Swiss Stocks Little Changed, After 2.8% Decline YesterdayTom Stoukas
Swiss stocks were little changed, following their biggest drop in 20 months yesterday, as speculation central banks will reduce stimulus offset Moody’s Investors Service’s confirmation of Switzerland’s credit rating.
Roche Holding AG climbed 1 percent after the U.S. Food and Drug Administration approved the drugmaker’s test to diagnose diabetes. Syngenta AG added 1.4 percent. Novartis AG was the biggest drag on the Swiss Market Index.
The benchmark SMI was unchanged at 8,168.78 at the close of trading in Zurich, after climbing as much as 0.8 percent and dropping as much as 0.4 percent. The gauge has fallen 1.4 percent this week. It tumbled 2.8 percent yesterday, the biggest plunge since September 2011, amid concern the Federal Reserve will scale back its bond purchases and as a report showed Chinese manufacturing contracted this month. The equity benchmark has still rallied 20 percent in 2013. The broader Swiss Performance Index was also little changed today.
“The SMI is performing better than other European indexes as investors may still be searching for the yield offered by Swiss companies,” said Peter Stenz, a Zurich-based portfolio manager at Swisscanto Asset Management AG, which oversees about $57 billion. “The SMI reached a new year high on May 22, driven by defensive and relatively high-yield stocks such as Roche, Givaudan, Swiss Re and Novartis. Not surprisingly, these so far best-performing stocks suffered the most yesterday.”

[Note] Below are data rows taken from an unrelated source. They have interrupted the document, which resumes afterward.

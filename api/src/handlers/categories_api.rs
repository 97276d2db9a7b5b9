//! Category API handlers

use axum::{
    extract::{Path, State},
    Json,
};

use crate::controllers::ApiResult;
use crate::domain::entities::Category;
use crate::error::AppError;
use crate::AppState;

/// GET /api/categories
pub async fn get_categories(
    State(state): State<AppState>,
) -> Result<ApiResult<Vec<Category>>, AppError> {
    state.categories_api.get_categories().await
}

/// GET /api/categories/:id
pub async fn get_category(
    State(state): State<AppState>,
    Path(id): Path<i32>,
) -> Result<ApiResult<Category>, AppError> {
    state.categories_api.get_category(id).await
}

/// POST /api/categories
pub async fn post_category(
    State(state): State<AppState>,
    Json(category): Json<Category>,
) -> Result<ApiResult<Category>, AppError> {
    state.categories_api.post_category(category).await
}

/// DELETE /api/categories/:id
pub async fn delete_category(
    State(state): State<AppState>,
    Path(id): Path<i32>,
) -> Result<ApiResult<Category>, AppError> {
    state.categories_api.delete_category(id).await
}
//! Product Catalog Server
//!
//! CRUD for products and categories, served both as HTML pages and as a JSON API.
//! Uses hexagonal (ports & adapters) architecture: controllers depend only on the
//! repository ports, and the store behind them is picked at start-up.

use std::net::SocketAddr;
use std::sync::Arc;

use axum::{routing::get, Json, Router};
use serde::Serialize;
use tower_http::cors::{Any, CorsLayer};
use tower_http::trace::TraceLayer;
use tracing_subscriber::{layer::SubscriberExt, util::SubscriberInitExt};

mod adapters;
mod config;
mod controllers;
mod domain;
mod entity;
mod error;
mod handlers;
mod views;

#[cfg(test)]
mod test_utils;


use adapters::{seed, sql, InMemoryStore, SqlCategoryRepository, SqlProductRepository};
use config::{Config, StoreKind};
use controllers::{CategoriesApiController, ProductsApiController, ProductsController};
use domain::ports::{CategoryRepository, ProductRepository};

/// Application state shared across all handlers
#[derive(Clone)]
pub struct AppState {
    pub products: ProductsController<dyn ProductRepository>,
    pub products_api: ProductsApiController<dyn ProductRepository>,
    pub categories_api: CategoriesApiController<dyn CategoryRepository>,
}

impl AppState {
    pub fn new(
        products: Arc<dyn ProductRepository>,
        categories: Arc<dyn CategoryRepository>,
    ) -> Self {
        Self {
            products: ProductsController::new(products.clone()),
            products_api: ProductsApiController::new(products),
            categories_api: CategoriesApiController::new(categories),
        }
    }
}

#[derive(Serialize)]
struct HealthResponse {
    status: &'static str,
    version: &'static str,
}

async fn health() -> Json<HealthResponse> {
    Json(HealthResponse {
        status: "ok",
        version: env!("CARGO_PKG_VERSION"),
    })
}

/// Build the full router over the given state
pub fn build_router(state: AppState) -> Router {
    Router::new()
        // Health check
        .route("/health", get(health))
        // Pages
        .route("/Products", get(handlers::index))
        .route("/Products/Details", get(handlers::details))
        .route("/Products/Details/:id", get(handlers::details))
        .route(
            "/Products/Create",
            get(handlers::create_form).post(handlers::create),
        )
        .route("/Products/Edit", get(handlers::edit_form))
        .route(
            "/Products/Edit/:id",
            get(handlers::edit_form).post(handlers::edit),
        )
        // Product API
        .route(
            "/api/products",
            get(handlers::get_products).post(handlers::post_product),
        )
        .route(
            "/api/products/:id",
            get(handlers::get_product)
                .put(handlers::put_product)
                .delete(handlers::delete_product),
        )
        // Category API
        .route(
            "/api/categories",
            get(handlers::get_categories).post(handlers::post_category),
        )
        .route(
            "/api/categories/:id",
            get(handlers::get_category).delete(handlers::delete_category),
        )
        // Middleware
        .layer(
            CorsLayer::new()
                .allow_origin(Any)
                .allow_methods(Any)
                .allow_headers(Any),
        )
        .layer(TraceLayer::new_for_http())
        .with_state(state)
}

/// Build the repositories for the configured store
async fn connect_store(
    config: &Config,
) -> anyhow::Result<(Arc<dyn ProductRepository>, Arc<dyn CategoryRepository>)> {
    match config.store {
        StoreKind::Memory => {
            tracing::info!("Using in-memory store");
            let store = InMemoryStore::new();
            let products: Arc<dyn ProductRepository> = Arc::new(store.products());
            let categories: Arc<dyn CategoryRepository> = Arc::new(store.categories());
            Ok((products, categories))
        }
        StoreKind::Sql => {
            tracing::info!("Connecting to database...");
            let db = sql::connect(&config.database_url).await?;
            sql::create_schema(&db).await?;
            tracing::info!("Database connected");

            let products: Arc<dyn ProductRepository> =
                Arc::new(SqlProductRepository::new(db.clone()));
            let categories: Arc<dyn CategoryRepository> = Arc::new(SqlCategoryRepository::new(db));
            Ok((products, categories))
        }
    }
}

#[tokio::main]
async fn main() -> anyhow::Result<()> {
    // Initialize tracing
    tracing_subscriber::registry()
        .with(
            tracing_subscriber::EnvFilter::try_from_default_env()
                .unwrap_or_else(|_| "info,product_catalog=debug".into()),
        )
        .with(tracing_subscriber::fmt::layer())
        .init();

    tracing::info!("Starting Product Catalog...");

    // Load configuration
    let config = Config::from_env();

    let (products, categories) = connect_store(&config).await?;

    if config.seed_data {
        seed::seed(categories.as_ref()).await?;
    }

    let app = build_router(AppState::new(products, categories));

    // Start server
    let addr = SocketAddr::from(([0, 0, 0, 0], config.port));
    tracing::info!("Listening on {}", addr);

    let listener = tokio::net::TcpListener::bind(addr).await?;
    axum::serve(listener, app).await?;

    Ok(())
}
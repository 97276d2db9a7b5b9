//! Store equivalence tests
//!
//! Every scenario runs twice: against the in-memory store and against an
//! in-memory SQLite database, both seeded with the same data.

use std::sync::Arc;

use crate::adapters::{SqlCategoryRepository, SqlProductRepository};
use crate::controllers::{ModelState, PageResult, ProductsController};
use crate::domain::entities::Product;
use crate::domain::ports::{CategoryRepository, ProductRepository};
use crate::test_utils::{new_product, seeded_memory_store, seeded_sqlite};

type Stores = (Arc<dyn ProductRepository>, Arc<dyn CategoryRepository>);

async fn memory() -> Stores {
    let store = seeded_memory_store().await;
    let products: Arc<dyn ProductRepository> = Arc::new(store.products());
    let categories: Arc<dyn CategoryRepository> = Arc::new(store.categories());
    (products, categories)
}

async fn sqlite() -> Stores {
    let db = seeded_sqlite().await;
    let products: Arc<dyn ProductRepository> = Arc::new(SqlProductRepository::new(db.clone()));
    let categories: Arc<dyn CategoryRepository> = Arc::new(SqlCategoryRepository::new(db));
    (products, categories)
}

async fn create_through_controller_then_find_by_name((products, categories): Stores) {
    let category = categories.get_all().await.unwrap().remove(0);
    let product = Product {
        color: None,
        ..new_product("Kalem30", Some(category.id))
    };

    let controller = ProductsController::new(products.clone());
    let result = controller
        .create(product.clone(), ModelState::validate(&product))
        .await
        .unwrap();
    assert_eq!(result, PageResult::redirect_to_index());

    let stored = products.find_by_name("Kalem30").await.unwrap().unwrap();
    assert_ne!(stored.id, 0);
    assert_eq!(
        stored,
        Product {
            id: stored.id,
            ..product
        }
    );
}

async fn delete_category_removes_its_products((products, categories): Stores) {
    let category = categories.get_by_id(1).await.unwrap().unwrap();
    assert!(!category.products.is_empty());

    categories.delete(&category).await.unwrap();

    assert!(products.find_by_category(1).await.unwrap().is_empty());
    assert!(categories.get_by_id(1).await.unwrap().is_none());
    // the other category keeps its products
    assert_eq!(products.find_by_category(2).await.unwrap().len(), 1);
}

async fn index_lists_every_seeded_product((products, _): Stores) {
    let controller = ProductsController::new(products);

    match controller.index().await.unwrap() {
        PageResult::View(view) => assert_eq!(view.model.unwrap().len(), 3),
        other => panic!("expected a view, got {:?}", other),
    }
}

async fn dangling_category_is_rejected((products, _): Stores) {
    let result = products.create(&new_product("Yetim", Some(99))).await;

    assert!(matches!(
        result,
        Err(crate::error::DomainError::Validation(_))
    ));
    assert!(products.find_by_name("Yetim").await.unwrap().is_none());
}

async fn negative_id_is_rejected((products, _): Stores) {
    let product = Product {
        id: -1,
        ..new_product("Eksi", None)
    };

    let result = products.create(&product).await;

    assert!(matches!(
        result,
        Err(crate::error::DomainError::Validation(_))
    ));
    assert!(products.find_by_name("Eksi").await.unwrap().is_none());
}

async fn missing_id_reads_as_none((products, categories): Stores) {
    assert!(products.get_by_id(0).await.unwrap().is_none());
    assert!(categories.get_by_id(0).await.unwrap().is_none());
}

#[tokio::test]
async fn memory_create_then_find_by_name() {
    create_through_controller_then_find_by_name(memory().await).await;
}

#[tokio::test]
async fn sqlite_create_then_find_by_name() {
    create_through_controller_then_find_by_name(sqlite().await).await;
}

#[tokio::test]
async fn memory_delete_category_cascades() {
    delete_category_removes_its_products(memory().await).await;
}

#[tokio::test]
async fn sqlite_delete_category_cascades() {
    delete_category_removes_its_products(sqlite().await).await;
}

#[tokio::test]
async fn memory_index_lists_seed() {
    index_lists_every_seeded_product(memory().await).await;
}

#[tokio::test]
async fn sqlite_index_lists_seed() {
    index_lists_every_seeded_product(sqlite().await).await;
}

#[tokio::test]
async fn memory_rejects_dangling_category() {
    dangling_category_is_rejected(memory().await).await;
}

#[tokio::test]
async fn sqlite_rejects_dangling_category() {
    dangling_category_is_rejected(sqlite().await).await;
}

#[tokio::test]
async fn memory_missing_id_is_none() {
    missing_id_reads_as_none(memory().await).await;
}

#[tokio::test]
async fn sqlite_missing_id_is_none() {
    missing_id_reads_as_none(sqlite().await).await;
}

#[tokio::test]
async fn memory_rejects_negative_id() {
    negative_id_is_rejected(memory().await).await;
}

#[tokio::test]
async fn sqlite_rejects_negative_id() {
    negative_id_is_rejected(sqlite().await).await;
}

Germany’s DAX Index and the U.K.’s FTSE 100 Index slid 0.6 percent. France’s CAC 40 Index lost 0.3 percent.
The volume of shares changing hands in SMI-listed companies was 4.3 percent less than the average of the past 30 days, according to data compiled by Bloomberg.

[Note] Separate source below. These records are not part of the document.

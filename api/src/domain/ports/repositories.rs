//! Repository port traits
//!
//! These traits define the interface for data persistence.
//! Implementations are provided by adapters (in-memory and SQL).

use async_trait::async_trait;

use crate::domain::entities::{Category, Identifiable, Product};
use crate::error::DomainError;

/// Generic CRUD repository over an entity type
#[async_trait]
pub trait Repository<T>: Send + Sync
where
    T: Identifiable,
{
    /// All entities, ordered by id
    async fn get_all(&self) -> Result<Vec<T>, DomainError>;

    /// Find an entity by id. A missing id is `Ok(None)`, never an error.
    async fn get_by_id(&self, id: i32) -> Result<Option<T>, DomainError>;

    /// Store a new entity, assigning an id when it has none
    async fn create(&self, entity: &T) -> Result<T, DomainError>;

    /// Replace the stored entity with the same id
    async fn update(&self, entity: &T) -> Result<(), DomainError>;

    /// Remove the stored entity. Removing a missing entity is a no-op.
    async fn delete(&self, entity: &T) -> Result<(), DomainError>;
}

/// Repository for Product entities
#[async_trait]
pub trait ProductRepository: Repository<Product> {
    /// Find the first product with exactly this name
    async fn find_by_name(&self, name: &str) -> Result<Option<Product>, DomainError>;

    /// Find all products in a category
    async fn find_by_category(&self, category_id: i32) -> Result<Vec<Product>, DomainError>;
}

/// Repository for Category entities.
///
/// Reads load each category's products; deletes cascade to them.
pub trait CategoryRepository: Repository<Category> {}
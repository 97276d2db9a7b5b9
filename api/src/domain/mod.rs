//! Domain layer
//!
//! Contains the catalog's data model and the persistence ports.
//! - `entities`: Products, categories, and the identity accessor they share
//! - `ports`: Repository traits implemented by the adapters

pub mod entities;
pub mod ports;
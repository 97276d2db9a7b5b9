//! Product API handlers

use axum::{
    extract::{Path, State},
    Json,
};

use crate::controllers::ApiResult;
use crate::domain::entities::Product;
use crate::error::AppError;
use crate::AppState;

/// GET /api/products
pub async fn get_products(
    State(state): State<AppState>,
) -> Result<ApiResult<Vec<Product>>, AppError> {
    state.products_api.get_products().await
}

/// GET /api/products/:id
pub async fn get_product(
    State(state): State<AppState>,
    Path(id): Path<i32>,
) -> Result<ApiResult<Product>, AppError> {
    state.products_api.get_product(id).await
}

/// PUT /api/products/:id
pub async fn put_product(
    State(state): State<AppState>,
    Path(id): Path<i32>,
    Json(product): Json<Product>,
) -> Result<ApiResult<Product>, AppError> {
    state.products_api.put_product(id, product).await
}

/// POST /api/products
pub async fn post_product(
    State(state): State<AppState>,
    Json(product): Json<Product>,
) -> Result<ApiResult<Product>, AppError> {
    state.products_api.post_product(product).await
}

/// DELETE /api/products/:id
pub async fn delete_product(
    State(state): State<AppState>,
    Path(id): Path<i32>,
) -> Result<ApiResult<Product>, AppError> {
    state.products_api.delete_product(id).await
}
//! Domain ports (traits)
//!
//! Port traits define interfaces that the domain layer requires.
//! Adapters provide concrete implementations of these traits.

pub mod repositories;

pub use repositories::{CategoryRepository, ProductRepository, Repository};
//! SeaORM entities
//!
//! Table definitions for the SQL adapter. The schema is created from these
//! definitions at start-up (see `adapters::sql::create_schema`).

pub mod categories;
pub mod products;
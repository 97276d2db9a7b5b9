//! Domain entities
//!
//! Pure domain models for the catalog.
//! These are separate from the SeaORM entities in the `entity` module.

pub mod category;
pub mod product;

pub use category::Category;
pub use product::Product;

/// An entity with an integer identity.
///
/// An id of `0` means "not yet stored"; repositories assign a fresh id on create.
pub trait Identifiable: Clone + Send + Sync + 'static {
    fn id(&self) -> i32;

    fn set_id(&mut self, id: i32);

    fn is_transient(&self) -> bool {
        self.id() == 0
    }
}
//! Test fixtures
//!
//! Factory functions for creating test data with sensible defaults.

use sea_orm::DatabaseConnection;

use crate::adapters::{seed, sql, InMemoryStore, SqlCategoryRepository};
use crate::domain::entities::{Category, Product};

/// The two products the controller tests work with
pub fn test_products() -> Vec<Product> {
    vec![
        Product {
            id: 1,
            name: "Kalem".to_string(),
            price: 100.0,
            stock: 50,
            color: Some("Kırmızı".to_string()),
            category_id: None,
        },
        Product {
            id: 2,
            name: "Defter".to_string(),
            price: 70.0,
            stock: 60,
            color: Some("Mavi".to_string()),
            category_id: None,
        },
    ]
}

/// Two stored categories, the first one owning both test products
pub fn test_categories() -> Vec<Category> {
    let products = test_products()
        .into_iter()
        .map(|p| Product {
            category_id: Some(1),
            ..p
        })
        .collect();

    vec![
        Category {
            id: 1,
            name: "Kalemler".to_string(),
            products,
        },
        Category {
            id: 2,
            name: "Defterler".to_string(),
            products: Vec::new(),
        },
    ]
}

/// A new product that is not stored yet
pub fn new_product(name: &str, category_id: Option<i32>) -> Product {
    Product {
        id: 0,
        name: name.to_string(),
        price: 30.0,
        stock: 30,
        color: Some("Kırmızı".to_string()),
        category_id,
    }
}

/// In-memory store holding the seed data
pub async fn seeded_memory_store() -> InMemoryStore {
    let store = InMemoryStore::new();
    seed::seed(&store.categories())
        .await
        .expect("Failed to seed in-memory store");
    store
}

/// In-memory SQLite database with the schema and the seed data
pub async fn seeded_sqlite() -> DatabaseConnection {
    let db = sql::connect("sqlite::memory:")
        .await
        .expect("Failed to open SQLite");
    sql::create_schema(&db)
        .await
        .expect("Failed to create schema");
    seed::seed(&SqlCategoryRepository::new(db.clone()))
        .await
        .expect("Failed to seed SQLite");
    db
}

Moody’s reiterated Switzerland’s Aaa rating yesterday, saying the country has a stable outlook because of its economic strength and proven resilience.
In Germany, the Ifo institute’s business-climate index, based on a survey of 7,000 executives, climbed to 105.7 in May, its first gain in three months. Economists had predicted the measure would be unchanged from its 104.4 level in April, according to the median of 44 forecasts in a Bloomberg survey.
In the U.S., a Commerce Department report showed that orders for durable goods climbed 3.3 percent in April, rebounding from a decline of 5.9 percent in March. That beat the
1.5 percent median estimate of economists.
Roche rose 1 percent to 253.10 francs. The world’s largest maker of cancer drugs received approval from the FDA for its Cobas Integra 800 diabetes test.
Syngenta, the biggest maker of crop chemicals, advanced 1.4 percent to 387.20 francs, halting five days of losses.
Lindt & Spruengli AG, which makes the Lindt chocolate bunny, added 2.7 percent to 40,850 francs.
Novartis dropped 0.3 percent to 71.25 Swiss francs as Europe’s biggest drugmaker fell for a second day.